* **REQUIREMENT**:
Here is the listing. Report each line in it that contains the string "None".

* **SOURCE RECORDS**:

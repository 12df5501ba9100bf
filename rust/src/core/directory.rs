// Conversation list building: directory lookup plus one history fetch per
// counterpart. Pull-only — no push channel is involved here.

use std::cmp::Reverse;
use std::collections::HashMap;
use std::sync::Arc;

use crate::state::{now_millis, ConversationSummary, Participant, Role};
use crate::transport::{ChatTransport, DirectoryEntry, WireMessage};
use crate::updates::{CoreMsg, InternalEvent};

use super::AppCore;

const NO_MESSAGES_PLACEHOLDER: &str = "No messages yet";

impl AppCore {
    pub(super) fn refresh_conversations(&mut self) {
        let Some(sess) = self.session.as_ref() else {
            tracing::debug!("conversation refresh ignored: not logged in");
            return;
        };
        let transport = sess.transport.clone();
        let self_id = sess.user.id.clone();
        let wanted = sess.user.role.counterpart();

        // Overlapping refreshes resolve to the newest request only.
        self.directory_token = self.directory_token.wrapping_add(1);
        let token = self.directory_token;
        self.set_busy(|b| b.refreshing_conversations = true);

        if !self.network_enabled() {
            let done = InternalEvent::DirectoryRefreshed {
                token,
                conversations: Some(vec![]),
                error: None,
            };
            let _ = self.core_sender.send(CoreMsg::Internal(Box::new(done)));
            return;
        }

        let last_read = self.last_read_ms.clone();
        let tx = self.core_sender.clone();
        self.runtime.spawn(async move {
            let internal = match build_summaries(transport, self_id, wanted, last_read).await {
                Ok(conversations) => InternalEvent::DirectoryRefreshed {
                    token,
                    conversations: Some(conversations),
                    error: None,
                },
                Err(error) => InternalEvent::DirectoryRefreshed {
                    token,
                    conversations: None,
                    error: Some(error),
                },
            };
            let _ = tx.send(CoreMsg::Internal(Box::new(internal)));
        });
    }

    pub(super) fn on_directory_refreshed(
        &mut self,
        token: u64,
        conversations: Option<Vec<ConversationSummary>>,
        error: Option<String>,
    ) {
        if token != self.directory_token {
            tracing::debug!(token, "stale directory refresh dropped");
            return;
        }
        self.set_busy(|b| b.refreshing_conversations = false);
        match conversations {
            Some(list) => {
                self.state.conversations = list;
                self.emit_conversations();
            }
            None => {
                // Nothing can be shown at all, so this failure is loud.
                let reason = error.unwrap_or_else(|| "directory fetch failed".to_string());
                self.toast(format!("Couldn't load conversations: {reason}"));
            }
        }
    }
}

/// The N+1 fetch is deliberate: directories here are a handful of
/// pathologists or farmers, and per-pair failures must degrade one row, not
/// the whole screen.
async fn build_summaries(
    transport: Arc<dyn ChatTransport>,
    self_id: String,
    wanted: Role,
    last_read: HashMap<String, i64>,
) -> Result<Vec<ConversationSummary>, String> {
    let entries = transport
        .fetch_directory(wanted.clone())
        .await
        .map_err(|e| e.to_string())?;

    let mut list = Vec::with_capacity(entries.len());
    for entry in entries {
        let history = match transport.fetch_history(&self_id, &entry.id).await {
            Ok(history) => history,
            Err(e) => {
                tracing::warn!(counterpart = %entry.id, %e, "preview fetch failed");
                vec![]
            }
        };
        let unread = match last_read.get(&entry.id) {
            Some(read_ts) => history
                .iter()
                .filter(|m| m.sender == entry.id)
                .filter(|m| m.created_at_ms.map(|ts| ts > *read_ts).unwrap_or(false))
                .count() as u32,
            None => 0,
        };
        let preview = history.into_iter().last();
        list.push(summary_from(entry, preview, unread, wanted.clone()));
    }

    // Missing preview timestamps sort as "now": untouched pairs float to the
    // top of the list.
    let now = now_millis();
    list.sort_by_key(|c| Reverse(c.last_message_at_ms.unwrap_or(now)));
    Ok(list)
}

fn summary_from(
    entry: DirectoryEntry,
    preview: Option<WireMessage>,
    unread: u32,
    role: Role,
) -> ConversationSummary {
    ConversationSummary {
        counterpart: Participant {
            id: entry.id,
            role,
            name: entry.name,
            avatar_url: entry.avatar_url,
        },
        last_message: preview
            .as_ref()
            .map(|m| m.body.clone())
            .unwrap_or_else(|| NO_MESSAGES_PLACEHOLDER.to_string()),
        last_message_at_ms: preview.and_then(|m| m.created_at_ms),
        unread_count: unread,
        online: entry.is_online.unwrap_or(false),
    }
}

* **ANSWER SPACE**:
                error: None,
                    error: None,
                    conversations: None,
            None => {
            None => 0,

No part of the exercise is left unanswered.